> [Exercise directions]:
Go through the data and copy each line where the string "Result" appears.

[Information shown Boundary: Start]

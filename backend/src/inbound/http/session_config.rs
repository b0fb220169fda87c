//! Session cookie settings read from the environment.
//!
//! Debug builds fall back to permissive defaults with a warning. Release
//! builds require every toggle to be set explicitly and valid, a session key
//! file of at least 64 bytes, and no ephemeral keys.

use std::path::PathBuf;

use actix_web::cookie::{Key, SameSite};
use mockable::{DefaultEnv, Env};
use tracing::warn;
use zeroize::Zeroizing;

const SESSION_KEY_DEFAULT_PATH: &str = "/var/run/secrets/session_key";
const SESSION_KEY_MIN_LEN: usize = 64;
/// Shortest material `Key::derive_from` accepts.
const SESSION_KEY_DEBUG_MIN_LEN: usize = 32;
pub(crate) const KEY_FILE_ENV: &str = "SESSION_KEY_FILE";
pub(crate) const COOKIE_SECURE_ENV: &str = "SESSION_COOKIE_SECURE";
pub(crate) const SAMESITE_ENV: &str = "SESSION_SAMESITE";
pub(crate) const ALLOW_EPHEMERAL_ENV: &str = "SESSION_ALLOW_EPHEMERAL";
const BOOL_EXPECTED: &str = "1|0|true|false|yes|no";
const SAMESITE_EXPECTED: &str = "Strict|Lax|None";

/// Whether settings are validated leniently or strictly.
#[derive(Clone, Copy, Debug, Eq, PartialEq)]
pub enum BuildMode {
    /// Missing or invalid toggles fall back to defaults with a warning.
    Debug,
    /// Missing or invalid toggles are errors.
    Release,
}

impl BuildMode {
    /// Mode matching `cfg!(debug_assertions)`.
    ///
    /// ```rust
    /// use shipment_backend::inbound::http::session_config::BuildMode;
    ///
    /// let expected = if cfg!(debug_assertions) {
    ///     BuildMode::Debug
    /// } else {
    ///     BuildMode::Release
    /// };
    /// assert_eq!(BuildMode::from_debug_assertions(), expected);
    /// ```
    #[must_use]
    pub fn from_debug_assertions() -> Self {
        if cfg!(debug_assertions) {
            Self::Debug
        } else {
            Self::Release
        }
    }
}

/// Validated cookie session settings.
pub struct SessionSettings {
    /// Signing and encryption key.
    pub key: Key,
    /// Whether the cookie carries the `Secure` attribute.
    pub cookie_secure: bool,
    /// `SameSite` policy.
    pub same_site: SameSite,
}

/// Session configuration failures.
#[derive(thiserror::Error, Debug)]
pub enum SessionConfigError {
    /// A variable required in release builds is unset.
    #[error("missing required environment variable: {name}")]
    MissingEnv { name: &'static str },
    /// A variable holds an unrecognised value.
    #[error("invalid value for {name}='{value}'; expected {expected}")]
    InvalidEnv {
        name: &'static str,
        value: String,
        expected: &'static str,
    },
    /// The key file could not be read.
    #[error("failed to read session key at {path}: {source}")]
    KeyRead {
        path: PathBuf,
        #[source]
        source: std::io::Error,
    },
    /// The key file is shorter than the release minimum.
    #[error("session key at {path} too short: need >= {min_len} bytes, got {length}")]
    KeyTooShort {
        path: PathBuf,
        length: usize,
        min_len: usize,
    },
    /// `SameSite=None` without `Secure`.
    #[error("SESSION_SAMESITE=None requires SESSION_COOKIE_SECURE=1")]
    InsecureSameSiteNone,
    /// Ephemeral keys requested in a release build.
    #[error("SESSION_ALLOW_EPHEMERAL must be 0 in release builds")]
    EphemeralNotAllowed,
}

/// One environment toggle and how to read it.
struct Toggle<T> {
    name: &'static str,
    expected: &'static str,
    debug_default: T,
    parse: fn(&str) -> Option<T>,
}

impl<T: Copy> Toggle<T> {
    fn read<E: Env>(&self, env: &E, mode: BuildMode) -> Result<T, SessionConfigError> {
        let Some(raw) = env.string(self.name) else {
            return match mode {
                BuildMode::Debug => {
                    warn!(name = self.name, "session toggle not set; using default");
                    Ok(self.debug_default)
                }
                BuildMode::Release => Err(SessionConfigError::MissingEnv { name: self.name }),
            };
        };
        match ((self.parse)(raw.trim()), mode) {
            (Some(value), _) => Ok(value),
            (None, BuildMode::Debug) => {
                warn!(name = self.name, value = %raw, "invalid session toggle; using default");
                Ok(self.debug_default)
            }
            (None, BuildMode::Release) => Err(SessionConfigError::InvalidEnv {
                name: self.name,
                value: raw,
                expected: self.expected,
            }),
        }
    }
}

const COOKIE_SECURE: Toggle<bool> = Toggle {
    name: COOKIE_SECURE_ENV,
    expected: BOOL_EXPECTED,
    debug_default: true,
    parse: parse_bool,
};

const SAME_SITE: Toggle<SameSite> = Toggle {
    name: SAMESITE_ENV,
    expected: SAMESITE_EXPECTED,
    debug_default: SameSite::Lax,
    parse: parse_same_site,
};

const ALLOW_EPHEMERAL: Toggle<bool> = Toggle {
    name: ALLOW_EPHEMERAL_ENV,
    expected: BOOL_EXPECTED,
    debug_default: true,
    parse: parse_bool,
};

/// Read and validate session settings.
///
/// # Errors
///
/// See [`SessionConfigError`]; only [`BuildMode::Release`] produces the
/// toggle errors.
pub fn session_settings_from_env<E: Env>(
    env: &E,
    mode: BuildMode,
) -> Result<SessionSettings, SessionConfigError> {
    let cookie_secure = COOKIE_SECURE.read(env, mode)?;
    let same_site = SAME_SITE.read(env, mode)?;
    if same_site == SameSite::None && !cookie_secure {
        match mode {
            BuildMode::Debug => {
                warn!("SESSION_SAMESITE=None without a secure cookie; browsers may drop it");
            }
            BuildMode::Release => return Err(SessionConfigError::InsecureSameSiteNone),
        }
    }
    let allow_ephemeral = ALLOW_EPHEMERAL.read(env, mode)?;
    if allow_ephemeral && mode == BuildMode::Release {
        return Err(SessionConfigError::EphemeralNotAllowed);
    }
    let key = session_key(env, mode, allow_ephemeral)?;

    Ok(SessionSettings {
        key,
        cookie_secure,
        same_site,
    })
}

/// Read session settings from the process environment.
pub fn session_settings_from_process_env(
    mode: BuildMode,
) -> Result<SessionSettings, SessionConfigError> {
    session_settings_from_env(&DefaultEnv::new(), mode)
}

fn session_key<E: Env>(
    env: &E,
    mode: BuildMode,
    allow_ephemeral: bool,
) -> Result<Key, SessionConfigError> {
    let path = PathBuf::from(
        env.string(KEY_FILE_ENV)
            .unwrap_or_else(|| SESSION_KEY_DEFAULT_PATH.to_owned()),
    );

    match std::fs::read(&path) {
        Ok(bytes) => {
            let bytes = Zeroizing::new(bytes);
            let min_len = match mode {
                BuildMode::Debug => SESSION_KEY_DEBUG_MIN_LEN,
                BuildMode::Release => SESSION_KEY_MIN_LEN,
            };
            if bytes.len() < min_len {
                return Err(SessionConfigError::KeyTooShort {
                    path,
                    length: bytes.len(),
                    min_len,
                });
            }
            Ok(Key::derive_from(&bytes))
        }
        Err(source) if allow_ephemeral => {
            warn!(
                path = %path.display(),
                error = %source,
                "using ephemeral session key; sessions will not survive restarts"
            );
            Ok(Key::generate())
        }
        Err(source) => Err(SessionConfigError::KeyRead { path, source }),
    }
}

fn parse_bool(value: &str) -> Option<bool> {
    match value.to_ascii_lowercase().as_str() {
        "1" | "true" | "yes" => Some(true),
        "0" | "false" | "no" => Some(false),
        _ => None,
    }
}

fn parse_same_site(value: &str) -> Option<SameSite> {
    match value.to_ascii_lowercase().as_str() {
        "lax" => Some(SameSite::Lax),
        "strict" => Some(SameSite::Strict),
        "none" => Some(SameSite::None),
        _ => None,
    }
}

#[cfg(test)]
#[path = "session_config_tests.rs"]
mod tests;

[Information shown Boundary: End]

> [Finished exercise]:
    fn read<E: Env>(&self, env: &E, mode: BuildMode) -> Result<T, SessionConfigError> {
) -> Result<SessionSettings, SessionConfigError> {
) -> Result<SessionSettings, SessionConfigError> {
) -> Result<Key, SessionConfigError> {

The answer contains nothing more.